Com relação ao Peacebuilding Fund (PBF):
o Reforma do setor de segurança: Cremos que uma das
prioridades deve ser as reformas nos setores de defesa e segurança, particularmente
a modernização de estruturas, a desmobilização efetiva dos antigos combatentes, e
o recrutamento e a instrução de novos membros, de acordo com os padrões de um exército
republicano.
O Apoio à sociedade civil guineense: A sociedade
civil guineense tem trabalhado sem apoio institucional. Por isso, igualmente constitui
prioridade o apoio à sociedade civil no combate à impunidade, na defesa e promoção de
direitos humanos, por meio de iniciativas de sensibilização, capacitação, produção de
estudos, e no monitoramento dos casos dos direitos humanos a nível nacional.

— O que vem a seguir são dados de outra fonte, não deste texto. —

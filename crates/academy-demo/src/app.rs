//! The explorer application model.
//!
//! Layout: the diagram on the left, the detail panel on the right, a status
//! line at the bottom. Mouse events resolve against the hit grid of the last
//! presented frame, so hover and click land on exactly what is on screen.

use academy::layout::{Constraint, Flex};
use academy::prelude::*;
use academy::render::frame::{HitData, HitRegion};
use academy::widgets::block::{Block, BorderType};
use academy::{
    DetailPanel, HitId, KeyEventKind, MouseResult, PointerTracker, StatefulWidget, VennDiagram,
    Widget,
};

/// Hit id registered by the diagram (data = region index).
pub const DIAGRAM_HIT: HitId = HitId(1);
/// Hit id registered by the detail panel's clear button.
pub const PANEL_HIT: HitId = HitId(2);

const STATUS_HINT: &str = "hover to preview · click to pin · 1-7 pin · esc clear · q quit";

/// Top-level application message.
#[derive(Debug)]
pub enum Msg {
    Pointer(MouseEvent, Option<(HitId, HitRegion, HitData)>),
    Key(KeyEvent),
    FocusLost,
    Ignore,
}

impl From<Event> for Msg {
    fn from(event: Event) -> Self {
        match event {
            Event::Key(key) => Self::Key(key),
            Event::Mouse(mouse) => Self::Pointer(mouse, None),
            Event::Focus(false) => Self::FocusLost,
            _ => Self::Ignore,
        }
    }
}

/// Top-level application state.
#[derive(Debug, Clone)]
pub struct AcademyApp {
    theme: Theme,
    selection: SelectionState,
    tracker: PointerTracker,
}

impl AcademyApp {
    pub fn new(theme: Theme) -> Self {
        Self {
            theme,
            selection: SelectionState::new(),
            tracker: PointerTracker::new(),
        }
    }

    /// Start from a scripted selection (snapshot mode).
    #[must_use]
    pub fn with_selection(mut self, selection: SelectionState) -> Self {
        self.selection = selection;
        self
    }

    pub fn selection(&self) -> &SelectionState {
        &self.selection
    }

    fn on_pointer(
        &mut self,
        event: MouseEvent,
        hit: Option<(HitId, HitRegion, HitData)>,
    ) -> Cmd<Msg> {
        let diagram = self
            .selection
            .handle_mouse(&event, hit, DIAGRAM_HIT, &mut self.tracker);
        let panel = DetailPanel::handle_mouse(&mut self.selection, &event, hit, PANEL_HIT);
        let result = if panel.is_handled() { panel } else { diagram };
        self.pin_log(result)
    }

    fn on_key(&mut self, key: KeyEvent) -> Cmd<Msg> {
        if key.kind != KeyEventKind::Press {
            return Cmd::none();
        }
        match key.code {
            KeyCode::Char('q') => Cmd::quit(),
            KeyCode::Char('c') if key.ctrl() => Cmd::quit(),
            KeyCode::Escape => match self.selection.clear_pin() {
                Some(region) => self.pin_log(MouseResult::Deselected(region.index())),
                None => Cmd::none(),
            },
            KeyCode::Char(c @ '1'..='7') => {
                let Some(region) = c
                    .to_digit(10)
                    .and_then(|d| RegionId::from_index(d as usize - 1))
                else {
                    return Cmd::none();
                };
                self.selection.on_click(region);
                let result = if self.selection.pinned == Some(region) {
                    MouseResult::Selected(region.index())
                } else {
                    MouseResult::Deselected(region.index())
                };
                self.pin_log(result)
            }
            _ => Cmd::none(),
        }
    }

    fn pin_log(&self, result: MouseResult) -> Cmd<Msg> {
        let (verb, index) = match result {
            MouseResult::Selected(index) => ("pinned", index),
            MouseResult::Deselected(index) => ("released", index),
            MouseResult::Ignored | MouseResult::HoverChanged => return Cmd::none(),
        };
        match RegionId::from_index(index) {
            Some(region) => Cmd::log(format!("{verb} {}", region.slug())),
            None => Cmd::none(),
        }
    }

    fn status_text(&self) -> String {
        match self.selection.active_region() {
            Some(region) => {
                let mode = if self.selection.is_pinned_active() {
                    "pinned"
                } else {
                    "hover"
                };
                format!(
                    " {} ({mode}) │ {STATUS_HINT}",
                    academy::lookup(region).title
                )
            }
            None => format!(" {STATUS_HINT}"),
        }
    }
}

impl Default for AcademyApp {
    fn default() -> Self {
        Self::new(Theme::default())
    }
}

impl Model for AcademyApp {
    type Message = Msg;

    fn update(&mut self, msg: Msg) -> Cmd<Msg> {
        match msg {
            Msg::Pointer(event, hit) => self.on_pointer(event, hit),
            Msg::Key(key) => self.on_key(key),
            Msg::FocusLost => {
                if let Some(signal) = self.tracker.reset() {
                    self.selection.apply(signal);
                }
                Cmd::none()
            }
            Msg::Ignore => Cmd::none(),
        }
    }

    fn view(&self, frame: &mut Frame) {
        let area = frame.bounds();
        let rows = Flex::vertical()
            .constraints([Constraint::Min(1), Constraint::Fixed(1)])
            .split(area);
        let columns = Flex::horizontal()
            .constraints([Constraint::Percentage(58.0), Constraint::Min(24)])
            .gap(1)
            .split(rows[0]);

        let background = Style::new().bg(self.theme.background).fg(self.theme.text);
        Block::new().style(background).render(area, frame);

        let diagram_block = Block::bordered()
            .border_type(BorderType::Rounded)
            .border_style(Style::new().fg(self.theme.border))
            .title(" Disciplines ")
            .title_style(Style::new().fg(self.theme.text).bold());
        diagram_block.render(columns[0], frame);

        // Widgets take the state mutably; the model's copy stays untouched.
        let mut selection = self.selection;
        VennDiagram::new(self.theme, DIAGRAM_HIT).render(
            diagram_block.inner(columns[0]),
            frame,
            &mut selection,
        );
        DetailPanel::new(self.theme, PANEL_HIT).render(columns[1], frame, &mut selection);

        let status = self.status_text();
        Block::new()
            .style(Style::new().bg(self.theme.border).fg(self.theme.text))
            .title(&status)
            .render(rows[1], frame);
    }

    fn translate(&self, event: Event, last_frame: &Frame) -> Msg {
        match event {
            Event::Mouse(mouse) => Msg::Pointer(mouse, last_frame.hit_test(mouse.x, mouse.y)),
            other => Msg::from(other),
        }
    }
}

#[cfg(test)]
mod tests {
    use super::*;
    use academy::{MouseButton, MouseEventKind};

    fn key(c: char) -> Msg {
        Msg::Key(KeyEvent::new(KeyCode::Char(c)))
    }

    #[test]
    fn digits_pin_regions_in_catalog_order() {
        let mut app = AcademyApp::default();
        let cmd = app.update(key('4'));
        assert_eq!(app.selection().pinned, Some(RegionId::InfrastructureSoftware));
        assert!(matches!(cmd, Cmd::Log(ref s) if s == "pinned infrastructure-software"));

        app.update(key('4'));
        assert_eq!(app.selection().pinned, None);
    }

    #[test]
    fn escape_clears_the_pin() {
        let mut app = AcademyApp::default();
        app.update(key('7'));
        let cmd = app.update(Msg::Key(KeyEvent::new(KeyCode::Escape)));
        assert_eq!(app.selection().pinned, None);
        assert!(matches!(cmd, Cmd::Log(ref s) if s.starts_with("released")));
        assert!(app.update(Msg::Key(KeyEvent::new(KeyCode::Escape))).is_none());
    }

    #[test]
    fn quit_keys() {
        let mut app = AcademyApp::default();
        assert!(matches!(app.update(key('q')), Cmd::Quit));
        let ctrl_c = KeyEvent::new(KeyCode::Char('c')).with_modifiers(Modifiers::CTRL);
        assert!(matches!(app.update(Msg::Key(ctrl_c)), Cmd::Quit));
        assert!(app.update(key('c')).is_none());
    }

    #[test]
    fn key_release_is_ignored() {
        let mut app = AcademyApp::default();
        let release = KeyEvent::new(KeyCode::Char('1')).with_kind(KeyEventKind::Release);
        app.update(Msg::Key(release));
        assert_eq!(app.selection().pinned, None);
    }

    #[test]
    fn pointer_over_diagram_hovers() {
        let mut app = AcademyApp::default();
        let hit = Some((DIAGRAM_HIT, HitRegion::Content, RegionId::Software.index() as u64));
        app.update(Msg::Pointer(MouseEvent::new(MouseEventKind::Moved, 3, 3), hit));
        assert_eq!(app.selection().active_region(), Some(RegionId::Software));

        app.update(Msg::FocusLost);
        assert_eq!(app.selection().active_region(), None);
    }

    #[test]
    fn panel_button_releases_pin() {
        let mut app = AcademyApp::default();
        app.update(key('2'));
        let hit = Some((PANEL_HIT, HitRegion::Button, 0));
        let press = MouseEvent::new(MouseEventKind::Down(MouseButton::Left), 70, 20);
        let cmd = app.update(Msg::Pointer(press, hit));
        assert_eq!(app.selection().pinned, None);
        assert!(matches!(cmd, Cmd::Log(ref s) if s == "released software"));
    }

    #[test]
    fn status_line_names_the_active_region() {
        let mut app = AcademyApp::default();
        assert!(!app.status_text().contains("pinned"));
        app.update(key('5'));
        let status = app.status_text();
        assert!(status.contains(academy::lookup(RegionId::SoftwareMachineLearning).title));
        assert!(status.contains("(pinned)"));
    }
}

O Reformas políticas, jurídicas e sociais:
Consideramos que o PBF deve servir para incentivar mudanças positivas na sociedade,
nomeadamente do atual cenário político através da revisão do quadro legal para promover
uma vida política sadia e de acordo com os valores da paz, democracia, estado de direito e
reconciliação nacional. Entre as reformas desejadas estão:
1) Revisar a lei-quadro dos partidos políticos para
fixar o nível acadêmico mínimo para os candidatos, evitando assim, ter deputados
analfabetos no parlamento;
2) Atribuir competência de recenseamento à
Comissão Nacional de Eleições para assegurar eficiência e transparência do processo desde o
início;
3) Promover um ambiente econômico e social capaz de
incentivar emprego aos jovens e organizar pequenas iniciativas junto à comunidade
local para reduzir tensões sociais.
4) Capacitar e apoiar mídias para contribuir de
forma significativa no processo de reconciliação nacional, tendo em conta o nível
social das comunidades locais e o impacto em especial das rádios comunitárias na sociedade
guineense.
No que diz respeito ao papel do Brasil, como disse o
representante especial do Secretário- Geral da ONU para
Guiné-Bissau, José Ramos-Horta, “o Brasil tem enorme
credibilidade
[...] Há muita sensibilidade no Brasil para
cooperação com África.” . Embora o governo brasileiro tenha afirmado sua total disposição em
continuar apoiando o país8, acreditamos que mais possa ser feito. Assim, gostaríamos de
solicitar um maior engajamento do governo brasileiro, particularmente para apoiar o
processo eleitoral, à semelhança das eleições passadas em que Brasil concedeu apoios
significativos à Comissão Nacional de Eleições. Adicionalmente, pedimos a ajuda do
Governo brasileiro para a mobilização de apoio da comunidade internacional sobre o processo
eleitoral, nomeadamente no que concerne à logística e assistência técnica.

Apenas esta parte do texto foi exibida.